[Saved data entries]
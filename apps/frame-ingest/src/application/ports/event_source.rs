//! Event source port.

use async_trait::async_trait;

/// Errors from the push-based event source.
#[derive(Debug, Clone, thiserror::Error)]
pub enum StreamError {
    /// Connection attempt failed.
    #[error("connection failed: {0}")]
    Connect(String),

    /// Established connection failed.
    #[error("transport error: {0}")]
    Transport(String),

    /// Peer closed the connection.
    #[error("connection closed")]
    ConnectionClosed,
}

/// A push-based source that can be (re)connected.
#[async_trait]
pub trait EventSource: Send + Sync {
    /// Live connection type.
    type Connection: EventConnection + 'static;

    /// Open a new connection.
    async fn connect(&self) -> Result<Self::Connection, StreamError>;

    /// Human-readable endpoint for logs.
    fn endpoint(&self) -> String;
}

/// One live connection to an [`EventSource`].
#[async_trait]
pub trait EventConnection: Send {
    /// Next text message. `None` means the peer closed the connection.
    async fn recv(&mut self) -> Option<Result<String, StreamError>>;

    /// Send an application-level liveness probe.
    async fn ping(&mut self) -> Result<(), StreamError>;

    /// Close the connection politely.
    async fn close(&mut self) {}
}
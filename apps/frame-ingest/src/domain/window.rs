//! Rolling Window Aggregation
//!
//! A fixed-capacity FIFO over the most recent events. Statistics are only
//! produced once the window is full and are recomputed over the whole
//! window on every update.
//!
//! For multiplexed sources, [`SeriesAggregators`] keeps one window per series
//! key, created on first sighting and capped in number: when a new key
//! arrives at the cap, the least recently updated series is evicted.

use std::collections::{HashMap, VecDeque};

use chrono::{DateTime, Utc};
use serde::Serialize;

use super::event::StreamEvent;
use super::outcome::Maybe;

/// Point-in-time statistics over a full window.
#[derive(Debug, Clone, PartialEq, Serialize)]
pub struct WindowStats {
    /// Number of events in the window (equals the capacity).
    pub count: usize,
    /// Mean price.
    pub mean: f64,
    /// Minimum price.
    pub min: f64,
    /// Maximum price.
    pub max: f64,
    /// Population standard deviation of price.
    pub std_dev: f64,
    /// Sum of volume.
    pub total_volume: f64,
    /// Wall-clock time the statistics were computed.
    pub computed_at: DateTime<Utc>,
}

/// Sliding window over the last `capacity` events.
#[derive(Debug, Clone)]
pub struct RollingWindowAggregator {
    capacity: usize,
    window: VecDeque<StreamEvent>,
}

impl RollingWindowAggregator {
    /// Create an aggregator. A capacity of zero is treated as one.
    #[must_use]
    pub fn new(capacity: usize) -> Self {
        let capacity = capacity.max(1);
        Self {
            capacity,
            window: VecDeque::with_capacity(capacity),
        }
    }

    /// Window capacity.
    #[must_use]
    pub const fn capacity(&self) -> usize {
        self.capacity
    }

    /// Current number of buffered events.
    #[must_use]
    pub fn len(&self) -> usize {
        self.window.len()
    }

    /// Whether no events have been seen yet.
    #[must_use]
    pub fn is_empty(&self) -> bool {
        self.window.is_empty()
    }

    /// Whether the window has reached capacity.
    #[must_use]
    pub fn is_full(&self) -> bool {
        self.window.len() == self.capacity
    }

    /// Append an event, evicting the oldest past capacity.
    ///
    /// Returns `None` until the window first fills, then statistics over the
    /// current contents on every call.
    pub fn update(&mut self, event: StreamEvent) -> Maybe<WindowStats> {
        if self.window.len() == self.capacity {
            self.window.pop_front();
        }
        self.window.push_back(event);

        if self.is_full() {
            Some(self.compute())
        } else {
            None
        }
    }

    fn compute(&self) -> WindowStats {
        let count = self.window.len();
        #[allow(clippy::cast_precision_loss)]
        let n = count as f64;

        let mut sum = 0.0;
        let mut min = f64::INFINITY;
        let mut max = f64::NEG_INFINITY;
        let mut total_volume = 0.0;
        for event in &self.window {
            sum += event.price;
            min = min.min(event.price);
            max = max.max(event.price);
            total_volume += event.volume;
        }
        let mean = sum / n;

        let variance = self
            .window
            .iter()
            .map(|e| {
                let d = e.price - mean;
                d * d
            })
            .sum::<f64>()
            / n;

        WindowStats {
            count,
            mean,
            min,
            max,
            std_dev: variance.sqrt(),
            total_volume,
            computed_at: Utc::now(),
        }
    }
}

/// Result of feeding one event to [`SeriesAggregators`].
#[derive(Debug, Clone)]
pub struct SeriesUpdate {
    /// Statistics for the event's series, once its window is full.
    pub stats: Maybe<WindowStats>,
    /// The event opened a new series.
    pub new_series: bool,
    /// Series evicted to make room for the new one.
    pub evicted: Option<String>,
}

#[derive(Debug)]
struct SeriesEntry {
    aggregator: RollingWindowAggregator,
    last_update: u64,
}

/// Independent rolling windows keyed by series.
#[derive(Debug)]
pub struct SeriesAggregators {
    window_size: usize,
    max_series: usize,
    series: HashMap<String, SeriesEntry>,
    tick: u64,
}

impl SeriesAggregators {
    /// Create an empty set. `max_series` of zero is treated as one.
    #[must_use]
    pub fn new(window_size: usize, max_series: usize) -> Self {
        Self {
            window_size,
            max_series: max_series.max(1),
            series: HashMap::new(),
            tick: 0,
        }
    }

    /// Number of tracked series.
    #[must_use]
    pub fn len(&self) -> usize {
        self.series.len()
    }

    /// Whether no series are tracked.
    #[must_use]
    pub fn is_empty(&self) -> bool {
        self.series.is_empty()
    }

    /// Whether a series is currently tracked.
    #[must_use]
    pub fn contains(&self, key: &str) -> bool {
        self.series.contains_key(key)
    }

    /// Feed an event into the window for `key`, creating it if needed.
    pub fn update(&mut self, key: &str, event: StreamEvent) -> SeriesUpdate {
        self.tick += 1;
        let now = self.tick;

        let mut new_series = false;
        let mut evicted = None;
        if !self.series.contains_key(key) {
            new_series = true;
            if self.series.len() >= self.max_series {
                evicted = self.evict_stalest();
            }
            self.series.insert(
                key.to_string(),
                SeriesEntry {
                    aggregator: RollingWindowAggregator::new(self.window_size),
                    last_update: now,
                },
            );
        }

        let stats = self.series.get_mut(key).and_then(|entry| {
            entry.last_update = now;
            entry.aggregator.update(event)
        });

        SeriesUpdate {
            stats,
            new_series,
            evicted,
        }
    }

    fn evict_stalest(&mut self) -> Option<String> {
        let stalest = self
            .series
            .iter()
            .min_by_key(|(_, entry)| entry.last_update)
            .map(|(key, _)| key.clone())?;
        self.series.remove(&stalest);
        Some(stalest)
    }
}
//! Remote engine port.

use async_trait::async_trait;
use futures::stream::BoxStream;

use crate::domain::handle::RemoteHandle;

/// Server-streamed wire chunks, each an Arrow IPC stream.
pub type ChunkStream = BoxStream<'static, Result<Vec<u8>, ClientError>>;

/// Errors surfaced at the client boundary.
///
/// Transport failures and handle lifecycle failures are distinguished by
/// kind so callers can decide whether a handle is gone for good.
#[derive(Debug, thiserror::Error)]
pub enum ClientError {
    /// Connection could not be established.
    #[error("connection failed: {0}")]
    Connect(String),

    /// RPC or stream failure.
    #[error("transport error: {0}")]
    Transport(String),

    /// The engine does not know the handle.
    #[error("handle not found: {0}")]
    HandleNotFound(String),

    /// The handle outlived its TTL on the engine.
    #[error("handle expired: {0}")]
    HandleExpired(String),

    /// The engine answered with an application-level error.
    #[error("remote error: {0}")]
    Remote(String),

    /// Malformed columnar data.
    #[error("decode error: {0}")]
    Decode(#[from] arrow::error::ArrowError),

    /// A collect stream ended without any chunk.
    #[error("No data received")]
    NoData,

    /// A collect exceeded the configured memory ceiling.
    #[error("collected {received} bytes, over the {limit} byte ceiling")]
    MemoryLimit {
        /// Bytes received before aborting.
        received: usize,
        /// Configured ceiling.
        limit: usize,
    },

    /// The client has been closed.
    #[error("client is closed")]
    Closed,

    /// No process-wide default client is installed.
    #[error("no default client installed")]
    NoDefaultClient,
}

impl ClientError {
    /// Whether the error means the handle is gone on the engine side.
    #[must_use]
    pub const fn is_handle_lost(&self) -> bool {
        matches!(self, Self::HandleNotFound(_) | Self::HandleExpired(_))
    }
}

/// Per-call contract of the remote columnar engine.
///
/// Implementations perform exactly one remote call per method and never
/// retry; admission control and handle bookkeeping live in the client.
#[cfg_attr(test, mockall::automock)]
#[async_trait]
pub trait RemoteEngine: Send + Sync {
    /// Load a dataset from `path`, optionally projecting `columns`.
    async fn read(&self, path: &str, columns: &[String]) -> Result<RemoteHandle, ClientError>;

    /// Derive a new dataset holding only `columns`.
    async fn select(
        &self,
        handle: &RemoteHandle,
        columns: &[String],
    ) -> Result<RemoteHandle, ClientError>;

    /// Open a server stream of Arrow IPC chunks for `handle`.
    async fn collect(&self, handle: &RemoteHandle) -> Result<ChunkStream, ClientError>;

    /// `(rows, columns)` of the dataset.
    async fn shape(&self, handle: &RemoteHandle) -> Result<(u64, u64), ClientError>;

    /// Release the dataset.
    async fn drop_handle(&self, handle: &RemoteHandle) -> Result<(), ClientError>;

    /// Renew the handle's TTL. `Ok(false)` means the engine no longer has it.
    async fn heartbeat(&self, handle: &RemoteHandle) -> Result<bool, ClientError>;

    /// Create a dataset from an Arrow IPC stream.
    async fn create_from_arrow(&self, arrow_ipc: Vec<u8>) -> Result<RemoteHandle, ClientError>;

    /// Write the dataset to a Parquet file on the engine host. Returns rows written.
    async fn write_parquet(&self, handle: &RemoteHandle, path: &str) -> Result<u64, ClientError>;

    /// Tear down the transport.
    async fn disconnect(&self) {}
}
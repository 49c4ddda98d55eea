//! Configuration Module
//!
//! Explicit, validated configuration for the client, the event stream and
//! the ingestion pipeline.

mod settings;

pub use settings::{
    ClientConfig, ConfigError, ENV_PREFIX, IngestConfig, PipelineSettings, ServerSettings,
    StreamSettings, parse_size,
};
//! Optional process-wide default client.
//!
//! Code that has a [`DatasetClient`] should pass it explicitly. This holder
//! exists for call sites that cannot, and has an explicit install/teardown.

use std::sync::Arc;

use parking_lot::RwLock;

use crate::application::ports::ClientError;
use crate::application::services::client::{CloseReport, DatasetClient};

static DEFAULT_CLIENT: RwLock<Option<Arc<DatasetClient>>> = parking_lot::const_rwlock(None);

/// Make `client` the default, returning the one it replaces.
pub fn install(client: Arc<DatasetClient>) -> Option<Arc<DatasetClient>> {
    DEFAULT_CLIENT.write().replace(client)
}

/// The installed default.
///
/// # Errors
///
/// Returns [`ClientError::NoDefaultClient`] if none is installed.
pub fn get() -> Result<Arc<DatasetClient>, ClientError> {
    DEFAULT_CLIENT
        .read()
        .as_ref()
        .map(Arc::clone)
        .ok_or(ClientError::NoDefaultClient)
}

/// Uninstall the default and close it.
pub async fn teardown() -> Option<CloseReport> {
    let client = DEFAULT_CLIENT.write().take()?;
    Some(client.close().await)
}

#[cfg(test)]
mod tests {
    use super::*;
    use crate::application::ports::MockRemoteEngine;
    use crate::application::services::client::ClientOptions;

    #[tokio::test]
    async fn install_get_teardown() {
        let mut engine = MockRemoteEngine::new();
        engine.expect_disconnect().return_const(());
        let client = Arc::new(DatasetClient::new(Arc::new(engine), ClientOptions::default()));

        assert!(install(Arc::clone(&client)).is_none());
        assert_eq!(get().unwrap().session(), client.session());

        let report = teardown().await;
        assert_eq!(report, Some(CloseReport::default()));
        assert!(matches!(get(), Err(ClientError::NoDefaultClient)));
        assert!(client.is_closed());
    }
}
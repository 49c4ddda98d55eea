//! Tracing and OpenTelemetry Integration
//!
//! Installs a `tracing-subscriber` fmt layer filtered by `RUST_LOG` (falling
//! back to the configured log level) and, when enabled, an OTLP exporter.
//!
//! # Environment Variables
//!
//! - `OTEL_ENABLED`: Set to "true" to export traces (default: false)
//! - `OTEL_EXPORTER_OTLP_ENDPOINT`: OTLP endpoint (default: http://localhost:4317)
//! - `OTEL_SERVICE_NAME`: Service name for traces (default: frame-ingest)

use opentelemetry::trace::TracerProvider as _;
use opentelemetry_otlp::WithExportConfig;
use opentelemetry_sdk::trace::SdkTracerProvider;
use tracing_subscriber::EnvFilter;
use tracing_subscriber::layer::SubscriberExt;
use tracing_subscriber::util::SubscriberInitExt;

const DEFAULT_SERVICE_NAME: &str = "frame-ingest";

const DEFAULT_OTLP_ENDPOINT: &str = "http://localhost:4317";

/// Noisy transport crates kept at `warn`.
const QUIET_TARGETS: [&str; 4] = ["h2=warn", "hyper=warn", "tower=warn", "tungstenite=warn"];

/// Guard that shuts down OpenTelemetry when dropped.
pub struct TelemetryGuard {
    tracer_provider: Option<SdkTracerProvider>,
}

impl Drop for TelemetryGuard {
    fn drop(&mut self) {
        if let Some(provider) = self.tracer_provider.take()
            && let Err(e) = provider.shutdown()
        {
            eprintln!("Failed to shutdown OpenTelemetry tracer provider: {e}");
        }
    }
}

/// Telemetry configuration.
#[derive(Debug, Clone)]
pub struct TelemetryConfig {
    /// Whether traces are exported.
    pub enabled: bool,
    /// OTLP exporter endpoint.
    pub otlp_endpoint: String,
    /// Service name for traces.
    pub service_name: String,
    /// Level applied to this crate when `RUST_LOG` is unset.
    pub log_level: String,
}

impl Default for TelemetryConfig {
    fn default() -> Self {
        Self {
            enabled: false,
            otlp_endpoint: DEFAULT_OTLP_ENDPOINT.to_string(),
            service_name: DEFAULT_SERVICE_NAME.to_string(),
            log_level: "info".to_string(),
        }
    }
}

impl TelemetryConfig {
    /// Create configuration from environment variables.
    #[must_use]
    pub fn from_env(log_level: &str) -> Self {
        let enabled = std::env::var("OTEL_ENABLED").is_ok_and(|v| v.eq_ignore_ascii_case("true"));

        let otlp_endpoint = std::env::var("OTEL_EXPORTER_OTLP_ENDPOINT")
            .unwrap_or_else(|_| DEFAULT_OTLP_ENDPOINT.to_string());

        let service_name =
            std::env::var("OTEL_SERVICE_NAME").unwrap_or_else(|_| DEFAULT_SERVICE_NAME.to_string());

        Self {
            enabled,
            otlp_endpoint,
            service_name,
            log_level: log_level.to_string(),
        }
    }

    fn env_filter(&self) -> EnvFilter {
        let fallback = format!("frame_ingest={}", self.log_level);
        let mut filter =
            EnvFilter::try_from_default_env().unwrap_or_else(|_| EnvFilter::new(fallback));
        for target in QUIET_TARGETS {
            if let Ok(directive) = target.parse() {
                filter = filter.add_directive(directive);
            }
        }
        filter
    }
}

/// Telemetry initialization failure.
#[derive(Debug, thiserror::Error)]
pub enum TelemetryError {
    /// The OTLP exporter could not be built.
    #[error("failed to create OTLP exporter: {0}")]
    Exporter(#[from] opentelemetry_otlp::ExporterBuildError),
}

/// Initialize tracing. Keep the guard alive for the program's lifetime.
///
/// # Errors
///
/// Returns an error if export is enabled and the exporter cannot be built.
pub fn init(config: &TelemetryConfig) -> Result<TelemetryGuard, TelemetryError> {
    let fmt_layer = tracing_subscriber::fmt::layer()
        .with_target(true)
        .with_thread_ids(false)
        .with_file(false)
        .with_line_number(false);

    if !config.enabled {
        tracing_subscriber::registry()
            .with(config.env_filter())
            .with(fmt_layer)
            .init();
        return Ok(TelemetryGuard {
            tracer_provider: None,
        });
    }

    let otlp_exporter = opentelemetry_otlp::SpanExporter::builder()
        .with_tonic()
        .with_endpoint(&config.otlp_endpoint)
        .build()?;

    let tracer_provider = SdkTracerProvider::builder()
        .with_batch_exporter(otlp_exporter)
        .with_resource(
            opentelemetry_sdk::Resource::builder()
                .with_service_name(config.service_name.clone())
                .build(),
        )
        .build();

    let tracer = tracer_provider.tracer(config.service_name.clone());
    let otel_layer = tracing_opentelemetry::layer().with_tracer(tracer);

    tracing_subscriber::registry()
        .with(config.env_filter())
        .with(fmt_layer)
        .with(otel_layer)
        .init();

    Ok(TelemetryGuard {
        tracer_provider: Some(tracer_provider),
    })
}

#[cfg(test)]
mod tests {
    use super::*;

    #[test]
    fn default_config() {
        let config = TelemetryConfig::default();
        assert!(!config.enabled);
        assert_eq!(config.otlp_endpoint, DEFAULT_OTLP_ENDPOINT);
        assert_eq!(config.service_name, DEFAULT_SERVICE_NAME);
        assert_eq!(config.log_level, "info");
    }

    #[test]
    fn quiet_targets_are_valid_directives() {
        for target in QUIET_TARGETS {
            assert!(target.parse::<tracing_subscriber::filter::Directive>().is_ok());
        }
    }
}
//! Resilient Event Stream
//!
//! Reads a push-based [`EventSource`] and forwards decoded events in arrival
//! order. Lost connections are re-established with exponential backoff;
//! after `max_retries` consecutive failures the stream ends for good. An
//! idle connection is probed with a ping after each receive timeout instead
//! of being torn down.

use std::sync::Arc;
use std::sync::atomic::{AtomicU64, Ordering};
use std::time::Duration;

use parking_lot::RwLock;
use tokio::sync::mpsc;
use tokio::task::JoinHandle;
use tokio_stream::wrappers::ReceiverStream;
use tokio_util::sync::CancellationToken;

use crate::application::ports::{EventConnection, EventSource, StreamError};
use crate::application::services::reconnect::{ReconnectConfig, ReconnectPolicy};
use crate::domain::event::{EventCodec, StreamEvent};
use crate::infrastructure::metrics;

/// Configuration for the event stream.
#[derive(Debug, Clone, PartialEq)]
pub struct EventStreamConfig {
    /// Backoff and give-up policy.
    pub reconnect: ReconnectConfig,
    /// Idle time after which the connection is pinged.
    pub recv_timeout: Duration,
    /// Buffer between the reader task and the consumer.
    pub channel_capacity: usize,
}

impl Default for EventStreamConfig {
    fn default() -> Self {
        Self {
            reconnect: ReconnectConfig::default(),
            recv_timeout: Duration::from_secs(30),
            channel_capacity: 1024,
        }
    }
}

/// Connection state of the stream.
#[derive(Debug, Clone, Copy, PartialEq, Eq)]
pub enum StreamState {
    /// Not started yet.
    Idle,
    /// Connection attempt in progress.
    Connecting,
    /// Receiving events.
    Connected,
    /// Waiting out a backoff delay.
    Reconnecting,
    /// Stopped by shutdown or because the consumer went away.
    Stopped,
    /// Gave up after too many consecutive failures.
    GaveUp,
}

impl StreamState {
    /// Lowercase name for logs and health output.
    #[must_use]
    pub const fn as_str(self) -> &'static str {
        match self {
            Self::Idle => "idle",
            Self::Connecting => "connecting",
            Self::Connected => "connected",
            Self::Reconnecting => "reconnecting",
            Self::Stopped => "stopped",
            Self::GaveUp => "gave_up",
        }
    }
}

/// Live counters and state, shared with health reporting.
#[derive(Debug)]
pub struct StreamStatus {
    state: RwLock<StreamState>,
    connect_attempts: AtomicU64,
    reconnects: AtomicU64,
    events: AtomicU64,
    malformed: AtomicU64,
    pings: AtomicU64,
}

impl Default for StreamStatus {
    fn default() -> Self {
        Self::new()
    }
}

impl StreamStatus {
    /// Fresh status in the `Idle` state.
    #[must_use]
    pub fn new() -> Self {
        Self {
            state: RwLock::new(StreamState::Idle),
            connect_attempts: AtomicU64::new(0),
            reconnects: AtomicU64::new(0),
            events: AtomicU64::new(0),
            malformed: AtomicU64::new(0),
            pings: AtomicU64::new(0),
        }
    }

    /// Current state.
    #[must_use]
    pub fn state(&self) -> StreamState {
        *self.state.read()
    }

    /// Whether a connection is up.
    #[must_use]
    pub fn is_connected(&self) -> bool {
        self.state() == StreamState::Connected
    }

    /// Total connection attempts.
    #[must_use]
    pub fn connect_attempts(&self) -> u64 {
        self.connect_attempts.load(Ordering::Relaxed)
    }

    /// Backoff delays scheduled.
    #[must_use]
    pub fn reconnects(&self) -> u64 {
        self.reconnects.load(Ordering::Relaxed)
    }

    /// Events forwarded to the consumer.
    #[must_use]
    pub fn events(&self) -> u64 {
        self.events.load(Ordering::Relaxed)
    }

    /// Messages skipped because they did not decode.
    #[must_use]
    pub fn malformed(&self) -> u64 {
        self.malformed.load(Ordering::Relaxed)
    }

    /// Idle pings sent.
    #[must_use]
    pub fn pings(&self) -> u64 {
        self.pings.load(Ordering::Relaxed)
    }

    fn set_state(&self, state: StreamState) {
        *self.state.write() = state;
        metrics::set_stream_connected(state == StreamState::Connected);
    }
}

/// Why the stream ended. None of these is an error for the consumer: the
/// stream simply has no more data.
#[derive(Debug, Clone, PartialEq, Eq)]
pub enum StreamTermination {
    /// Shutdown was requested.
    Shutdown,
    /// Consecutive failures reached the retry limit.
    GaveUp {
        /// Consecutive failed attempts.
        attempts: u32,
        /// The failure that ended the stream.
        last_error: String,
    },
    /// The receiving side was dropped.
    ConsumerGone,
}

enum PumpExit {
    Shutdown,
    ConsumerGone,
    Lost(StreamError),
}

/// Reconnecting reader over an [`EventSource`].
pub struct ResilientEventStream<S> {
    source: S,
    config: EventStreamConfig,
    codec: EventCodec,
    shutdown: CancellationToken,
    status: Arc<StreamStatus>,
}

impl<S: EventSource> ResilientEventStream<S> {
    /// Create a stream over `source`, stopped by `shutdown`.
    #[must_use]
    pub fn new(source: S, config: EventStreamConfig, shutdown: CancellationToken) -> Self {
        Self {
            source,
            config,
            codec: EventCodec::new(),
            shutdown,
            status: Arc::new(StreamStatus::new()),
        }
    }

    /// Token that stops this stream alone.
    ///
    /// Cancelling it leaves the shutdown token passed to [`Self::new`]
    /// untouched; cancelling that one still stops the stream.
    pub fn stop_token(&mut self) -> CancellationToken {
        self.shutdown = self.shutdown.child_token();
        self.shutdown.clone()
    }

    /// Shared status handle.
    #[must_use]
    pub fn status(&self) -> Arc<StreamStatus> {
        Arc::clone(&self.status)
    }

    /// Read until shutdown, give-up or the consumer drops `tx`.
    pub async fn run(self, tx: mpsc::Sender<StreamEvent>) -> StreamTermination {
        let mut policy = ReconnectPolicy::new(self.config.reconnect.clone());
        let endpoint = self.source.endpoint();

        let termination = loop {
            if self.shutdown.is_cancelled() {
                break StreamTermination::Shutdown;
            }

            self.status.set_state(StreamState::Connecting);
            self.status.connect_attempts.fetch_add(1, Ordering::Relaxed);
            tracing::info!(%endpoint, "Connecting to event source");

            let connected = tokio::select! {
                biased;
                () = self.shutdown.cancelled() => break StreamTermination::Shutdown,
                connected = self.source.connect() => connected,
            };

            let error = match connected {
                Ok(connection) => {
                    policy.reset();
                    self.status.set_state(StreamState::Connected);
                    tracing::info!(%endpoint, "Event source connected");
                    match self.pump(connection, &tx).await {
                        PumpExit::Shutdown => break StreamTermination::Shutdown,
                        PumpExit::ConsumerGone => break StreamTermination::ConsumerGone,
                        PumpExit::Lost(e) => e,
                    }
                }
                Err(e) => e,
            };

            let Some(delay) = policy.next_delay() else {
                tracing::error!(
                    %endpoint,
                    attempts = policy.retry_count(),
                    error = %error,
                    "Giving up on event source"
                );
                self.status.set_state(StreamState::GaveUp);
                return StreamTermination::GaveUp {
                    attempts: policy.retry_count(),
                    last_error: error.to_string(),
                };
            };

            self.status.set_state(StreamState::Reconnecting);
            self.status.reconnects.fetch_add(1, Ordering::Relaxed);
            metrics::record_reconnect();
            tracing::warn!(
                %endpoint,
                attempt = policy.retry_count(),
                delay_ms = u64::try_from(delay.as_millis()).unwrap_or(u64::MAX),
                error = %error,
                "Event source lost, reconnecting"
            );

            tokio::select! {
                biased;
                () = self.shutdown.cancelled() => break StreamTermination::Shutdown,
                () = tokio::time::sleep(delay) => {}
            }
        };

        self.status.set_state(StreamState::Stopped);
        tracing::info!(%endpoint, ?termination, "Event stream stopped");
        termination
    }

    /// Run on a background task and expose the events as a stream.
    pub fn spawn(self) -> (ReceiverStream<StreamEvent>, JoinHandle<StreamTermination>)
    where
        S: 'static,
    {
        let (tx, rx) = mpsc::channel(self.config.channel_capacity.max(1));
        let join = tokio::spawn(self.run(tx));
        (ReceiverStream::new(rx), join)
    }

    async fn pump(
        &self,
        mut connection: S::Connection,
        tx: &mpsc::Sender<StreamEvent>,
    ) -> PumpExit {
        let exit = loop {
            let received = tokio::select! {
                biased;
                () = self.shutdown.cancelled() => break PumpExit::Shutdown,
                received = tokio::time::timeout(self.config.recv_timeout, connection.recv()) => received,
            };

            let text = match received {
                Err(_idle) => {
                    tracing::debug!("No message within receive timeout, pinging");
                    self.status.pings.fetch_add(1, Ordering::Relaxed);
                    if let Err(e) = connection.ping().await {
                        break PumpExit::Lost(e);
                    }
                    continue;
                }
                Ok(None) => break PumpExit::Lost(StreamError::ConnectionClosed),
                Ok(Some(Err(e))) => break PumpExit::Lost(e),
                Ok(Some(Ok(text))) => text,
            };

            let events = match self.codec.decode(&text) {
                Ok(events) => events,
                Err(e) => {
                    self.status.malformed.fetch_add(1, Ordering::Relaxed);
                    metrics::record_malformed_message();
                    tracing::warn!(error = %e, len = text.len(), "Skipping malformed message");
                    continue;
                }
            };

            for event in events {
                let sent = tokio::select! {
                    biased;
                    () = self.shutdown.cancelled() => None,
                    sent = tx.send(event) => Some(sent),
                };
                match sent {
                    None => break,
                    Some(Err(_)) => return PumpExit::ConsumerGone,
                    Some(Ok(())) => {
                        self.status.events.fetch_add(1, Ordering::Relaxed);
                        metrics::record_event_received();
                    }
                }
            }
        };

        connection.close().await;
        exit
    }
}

TASK: A single figure is required: how many lines above contain the word "services".

REPLY TO THE TASK: 3